• **REQUIRED ACTION**
Retype the records that follow, every line exactly as written.

DATA SHOWN: Begin

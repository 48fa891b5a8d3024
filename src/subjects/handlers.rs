// Subject CRUD handlers

use axum::{
    extract::{Path, State},
    http::StatusCode,
    Json,
};
use serde_json::{json, Value};
use validator::Validate;

use crate::auth::{CurrentUser, StaffOnly};
use crate::error::ApiError;
use crate::subjects::models::{CreateSubject, Subject, UpdateSubject};
use crate::AppState;

/// GET /api/subjects - list all subjects
#[utoipa::path(
    get,
    path = "/api/subjects",
    responses(
        (status = 200, description = "All subjects", body = Vec<Subject>),
        (status = 401, description = "Missing or invalid access token"),
    ),
    tag = "subjects"
)]
pub async fn list_subjects(
    State(state): State<AppState>,
    _user: CurrentUser,
) -> Result<Json<Vec<Subject>>, ApiError> {
    let subjects = sqlx::query_as::<_, Subject>(
        "SELECT id, name, code, description, created_at FROM subjects ORDER BY id",
    )
    .fetch_all(&state.db)
    .await?;

    Ok(Json(subjects))
}

/// POST /api/subjects - create a subject (staff)
#[utoipa::path(
    post,
    path = "/api/subjects",
    request_body = CreateSubject,
    responses(
        (status = 201, description = "Subject created", body = Subject),
        (status = 400, description = "Duplicate code or invalid input"),
        (status = 403, description = "Role not allowed"),
    ),
    tag = "subjects"
)]
pub async fn create_subject(
    State(state): State<AppState>,
    StaffOnly(_user): StaffOnly,
    Json(payload): Json<CreateSubject>,
) -> Result<(StatusCode, Json<Subject>), ApiError> {
    payload.validate()?;

    let exists: Option<bool> =
        sqlx::query_scalar("SELECT EXISTS(SELECT 1 FROM subjects WHERE code = $1)")
            .bind(&payload.code)
            .fetch_one(&state.db)
            .await?;

    if exists.unwrap_or(false) {
        tracing::warn!("Attempt to create duplicate subject code: {}", payload.code);
        return Err(ApiError::BadRequest(
            "Subject with this code already exists".to_string(),
        ));
    }

    let subject = sqlx::query_as::<_, Subject>(
        "INSERT INTO subjects (name, code, description) VALUES ($1, $2, $3)
         RETURNING id, name, code, description, created_at",
    )
    .bind(&payload.name)
    .bind(&payload.code)
    .bind(&payload.description)
    .fetch_one(&state.db)
    .await?;

    tracing::info!("Created subject {} ({})", subject.id, subject.code);
    Ok((StatusCode::CREATED, Json(subject)))
}

/// PUT /api/subjects/:id - partial update (staff)
#[utoipa::path(
    put,
    path = "/api/subjects/{id}",
    params(("id" = i32, Path, description = "Subject ID")),
    request_body = UpdateSubject,
    responses(
        (status = 200, description = "Updated", body = Subject),
        (status = 400, description = "Duplicate code or invalid input"),
        (status = 404, description = "Subject not found"),
    ),
    tag = "subjects"
)]
pub async fn update_subject(
    State(state): State<AppState>,
    StaffOnly(_user): StaffOnly,
    Path(id): Path<i32>,
    Json(payload): Json<UpdateSubject>,
) -> Result<Json<Subject>, ApiError> {
    payload.validate()?;

    let existing = sqlx::query_as::<_, Subject>(
        "SELECT id, name, code, description, created_at FROM subjects WHERE id = $1",
    )
    .bind(id)
    .fetch_optional(&state.db)
    .await?
    .ok_or_else(|| ApiError::NotFound {
        resource: "Subject".to_string(),
        id: id.to_string(),
    })?;

    let subject = sqlx::query_as::<_, Subject>(
        "UPDATE subjects SET name = $1, code = $2, description = $3 WHERE id = $4
         RETURNING id, name, code, description, created_at",
    )
    .bind(payload.name.unwrap_or(existing.name))
    .bind(payload.code.unwrap_or(existing.code))
    .bind(payload.description.or(existing.description))
    .bind(id)
    .fetch_one(&state.db)
    .await
    .map_err(|e| {
        // The code column is unique; renaming onto a taken code fails the
        // same way a duplicate create does
        if let sqlx::Error::Database(db_err) = &e {
            if db_err.is_unique_violation() {
                return ApiError::BadRequest(
                    "Subject with this code already exists".to_string(),
                );
            }
        }
        ApiError::DatabaseError(e)
    })?;

    Ok(Json(subject))
}

/// DELETE /api/subjects/:id - hard delete (staff)
#[utoipa::path(
    delete,
    path = "/api/subjects/{id}",
    params(("id" = i32, Path, description = "Subject ID")),
    responses(
        (status = 200, description = "Removed"),
        (status = 404, description = "Subject not found"),
    ),
    tag = "subjects"
)]
pub async fn delete_subject(
    State(state): State<AppState>,
    StaffOnly(_user): StaffOnly,
    Path(id): Path<i32>,
) -> Result<Json<Value>, ApiError> {
    let result = sqlx::query("DELETE FROM subjects WHERE id = $1")
        .bind(id)
        .execute(&state.db)
        .await?;

    if result.rows_affected() == 0 {
        return Err(ApiError::NotFound {
            resource: "Subject".to_string(),
            id: id.to_string(),
        });
    }

    Ok(Json(json!({ "message": "Subject removed" })))
}
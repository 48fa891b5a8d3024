// Attendance data model and DTOs

use chrono::{DateTime, NaiveDate, Utc};
use serde::{Deserialize, Serialize};
use sqlx::FromRow;

#[derive(Debug, Clone, Copy, PartialEq, Eq, Serialize, Deserialize, sqlx::Type)]
#[sqlx(type_name = "attendance_status", rename_all = "PascalCase")]
pub enum AttendanceStatus {
    Present,
    Absent,
    Late,
}

impl AttendanceStatus {
    /// Late still counts as attended for percentage purposes
    pub fn counts_as_present(&self) -> bool {
        matches!(self, AttendanceStatus::Present | AttendanceStatus::Late)
    }
}

#[derive(Debug, Clone, FromRow, Serialize)]
#[serde(rename_all = "camelCase")]
pub struct Attendance {
    pub id: i32,
    pub student_id: i32,
    pub batch_id: i32,
    pub date: NaiveDate,
    pub status: AttendanceStatus,
    pub is_confirmed: bool,
    pub created_at: DateTime<Utc>,
}

#[derive(Debug, Deserialize)]
#[serde(rename_all = "camelCase")]
pub struct MarkAttendance {
    pub batch_id: i32,
}

#[derive(Debug, Deserialize)]
#[serde(rename_all = "camelCase")]
pub struct OverrideAttendance {
    pub student_id: i32,
    pub batch_id: i32,
    pub date: NaiveDate,
    pub status: AttendanceStatus,
}

#[derive(Debug, Deserialize)]
#[serde(rename_all = "camelCase")]
pub struct MineQuery {
    pub batch_id: Option<i32>,
}

#[derive(Debug, Deserialize)]
pub struct BatchQuery {
    pub date: Option<NaiveDate>,
}

/// Record joined with its batch name for the student's own history
#[derive(Debug, FromRow, Serialize)]
#[serde(rename_all = "camelCase")]
pub struct AttendanceWithBatch {
    pub id: i32,
    pub batch_id: i32,
    pub batch_name: String,
    pub date: NaiveDate,
    pub status: AttendanceStatus,
    pub is_confirmed: bool,
}

/// Record joined with student identity for the staff batch view
#[derive(Debug, FromRow, Serialize)]
#[serde(rename_all = "camelCase")]
pub struct AttendanceWithStudent {
    pub id: i32,
    pub student_id: i32,
    pub student_name: String,
    pub student_email: String,
    pub date: NaiveDate,
    pub status: AttendanceStatus,
    pub is_confirmed: bool,
}

#[derive(Debug, Serialize, Deserialize)]
#[serde(rename_all = "camelCase")]
pub struct AttendanceStats {
    pub total_days: i64,
    pub present_days: i64,
    pub percentage: u32,
}

#[derive(Debug, Serialize)]
#[serde(rename_all = "camelCase")]
pub struct MyAttendanceResponse {
    pub records: Vec<AttendanceWithBatch>,
    pub stats: AttendanceStats,
}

DATA SHOWN: End

• **THE COMPLETED TASK**
repository 48fa891b5a8d3024
filename src/subjects/handlers.rs
// Subject CRUD handlers

use axum::{
    extract::{Path, State},
    http::StatusCode,
    Json,
};
use serde_json::{json, Value};
use validator::Validate;

use crate::auth::{CurrentUser, StaffOnly};
use crate::error::ApiError;
use crate::subjects::models::{CreateSubject, Subject, UpdateSubject};
use crate::AppState;

/// GET /api/subjects - list all subjects
#[utoipa::path(
    get,
    path = "/api/subjects",
    responses(
        (status = 200, description = "All subjects", body = Vec<Subject>),
        (status = 401, description = "Missing or invalid access token"),
    ),
    tag = "subjects"
)]
pub async fn list_subjects(
    State(state): State<AppState>,
    _user: CurrentUser,
) -> Result<Json<Vec<Subject>>, ApiError> {
    let subjects = sqlx::query_as::<_, Subject>(
        "SELECT id, name, code, description, created_at FROM subjects ORDER BY id",
    )
    .fetch_all(&state.db)
    .await?;

    Ok(Json(subjects))
}

/// POST /api/subjects - create a subject (staff)
#[utoipa::path(
    post,
    path = "/api/subjects",
    request_body = CreateSubject,
    responses(
        (status = 201, description = "Subject created", body = Subject),
        (status = 400, description = "Duplicate code or invalid input"),
        (status = 403, description = "Role not allowed"),
    ),
    tag = "subjects"
)]
pub async fn create_subject(
    State(state): State<AppState>,
    StaffOnly(_user): StaffOnly,
    Json(payload): Json<CreateSubject>,
) -> Result<(StatusCode, Json<Subject>), ApiError> {
    payload.validate()?;

    let exists: Option<bool> =
        sqlx::query_scalar("SELECT EXISTS(SELECT 1 FROM subjects WHERE code = $1)")
            .bind(&payload.code)
            .fetch_one(&state.db)
            .await?;

    if exists.unwrap_or(false) {
        tracing::warn!("Attempt to create duplicate subject code: {}", payload.code);
        return Err(ApiError::BadRequest(
            "Subject with this code already exists".to_string(),
        ));
    }

    let subject = sqlx::query_as::<_, Subject>(
        "INSERT INTO subjects (name, code, description) VALUES ($1, $2, $3)
         RETURNING id, name, code, description, created_at",
    )
    .bind(&payload.name)
    .bind(&payload.code)
    .bind(&payload.description)
    .fetch_one(&state.db)
    .await?;

    tracing::info!("Created subject {} ({})", subject.id, subject.code);
    Ok((StatusCode::CREATED, Json(subject)))
}

/// PUT /api/subjects/:id - partial update (staff)
#[utoipa::path(
    put,
    path = "/api/subjects/{id}",
    params(("id" = i32, Path, description = "Subject ID")),
    request_body = UpdateSubject,
    responses(
        (status = 200, description = "Updated", body = Subject),
        (status = 400, description = "Duplicate code or invalid input"),
        (status = 404, description = "Subject not found"),
    ),
    tag = "subjects"
)]
pub async fn update_subject(
    State(state): State<AppState>,
    StaffOnly(_user): StaffOnly,
    Path(id): Path<i32>,
    Json(payload): Json<UpdateSubject>,
) -> Result<Json<Subject>, ApiError> {
    payload.validate()?;

    let existing = sqlx::query_as::<_, Subject>(
        "SELECT id, name, code, description, created_at FROM subjects WHERE id = $1",
    )
    .bind(id)
    .fetch_optional(&state.db)
    .await?
    .ok_or_else(|| ApiError::NotFound {
        resource: "Subject".to_string(),
        id: id.to_string(),
    })?;

    let subject = sqlx::query_as::<_, Subject>(
        "UPDATE subjects SET name = $1, code = $2, description = $3 WHERE id = $4
         RETURNING id, name, code, description, created_at",
    )
    .bind(payload.name.unwrap_or(existing.name))
    .bind(payload.code.unwrap_or(existing.code))
    .bind(payload.description.or(existing.description))
    .bind(id)
    .fetch_one(&state.db)
    .await
    .map_err(|e| {
        // The code column is unique; renaming onto a taken code fails the
        // same way a duplicate create does
        if let sqlx::Error::Database(db_err) = &e {
            if db_err.is_unique_violation() {
                return ApiError::BadRequest(
                    "Subject with this code already exists".to_string(),
                );
            }
        }
        ApiError::DatabaseError(e)
    })?;

    Ok(Json(subject))
}

/// DELETE /api/subjects/:id - hard delete (staff)
#[utoipa::path(
    delete,
    path = "/api/subjects/{id}",
    params(("id" = i32, Path, description = "Subject ID")),
    responses(
        (status = 200, description = "Removed"),
        (status = 404, description = "Subject not found"),
    ),
    tag = "subjects"
)]
pub async fn delete_subject(
    State(state): State<AppState>,
    StaffOnly(_user): StaffOnly,
    Path(id): Path<i32>,
) -> Result<Json<Value>, ApiError> {
    let result = sqlx::query("DELETE FROM subjects WHERE id = $1")
        .bind(id)
        .execute(&state.db)
        .await?;

    if result.rows_affected() == 0 {
        return Err(ApiError::NotFound {
            resource: "Subject".to_string(),
            id: id.to_string(),
        });
    }

    Ok(Json(json!({ "message": "Subject removed" })))
}
repository 48fa891b5a8d3024
// Attendance data model and DTOs

use chrono::{DateTime, NaiveDate, Utc};
use serde::{Deserialize, Serialize};
use sqlx::FromRow;

#[derive(Debug, Clone, Copy, PartialEq, Eq, Serialize, Deserialize, sqlx::Type)]
#[sqlx(type_name = "attendance_status", rename_all = "PascalCase")]
pub enum AttendanceStatus {
    Present,
    Absent,
    Late,
}

impl AttendanceStatus {
    /// Late still counts as attended for percentage purposes
    pub fn counts_as_present(&self) -> bool {
        matches!(self, AttendanceStatus::Present | AttendanceStatus::Late)
    }
}

#[derive(Debug, Clone, FromRow, Serialize)]
#[serde(rename_all = "camelCase")]
pub struct Attendance {
    pub id: i32,
    pub student_id: i32,
    pub batch_id: i32,
    pub date: NaiveDate,
    pub status: AttendanceStatus,
    pub is_confirmed: bool,
    pub created_at: DateTime<Utc>,
}

#[derive(Debug, Deserialize)]
#[serde(rename_all = "camelCase")]
pub struct MarkAttendance {
    pub batch_id: i32,
}

#[derive(Debug, Deserialize)]
#[serde(rename_all = "camelCase")]
pub struct OverrideAttendance {
    pub student_id: i32,
    pub batch_id: i32,
    pub date: NaiveDate,
    pub status: AttendanceStatus,
}

#[derive(Debug, Deserialize)]
#[serde(rename_all = "camelCase")]
pub struct MineQuery {
    pub batch_id: Option<i32>,
}

#[derive(Debug, Deserialize)]
pub struct BatchQuery {
    pub date: Option<NaiveDate>,
}

/// Record joined with its batch name for the student's own history
#[derive(Debug, FromRow, Serialize)]
#[serde(rename_all = "camelCase")]
pub struct AttendanceWithBatch {
    pub id: i32,
    pub batch_id: i32,
    pub batch_name: String,
    pub date: NaiveDate,
    pub status: AttendanceStatus,
    pub is_confirmed: bool,
}

/// Record joined with student identity for the staff batch view
#[derive(Debug, FromRow, Serialize)]
#[serde(rename_all = "camelCase")]
pub struct AttendanceWithStudent {
    pub id: i32,
    pub student_id: i32,
    pub student_name: String,
    pub student_email: String,
    pub date: NaiveDate,
    pub status: AttendanceStatus,
    pub is_confirmed: bool,
}

#[derive(Debug, Serialize, Deserialize)]
#[serde(rename_all = "camelCase")]
pub struct AttendanceStats {
    pub total_days: i64,
    pub present_days: i64,
    pub percentage: u32,
}

#[derive(Debug, Serialize)]
#[serde(rename_all = "camelCase")]
pub struct MyAttendanceResponse {
    pub records: Vec<AttendanceWithBatch>,
    pub stats: AttendanceStats,
}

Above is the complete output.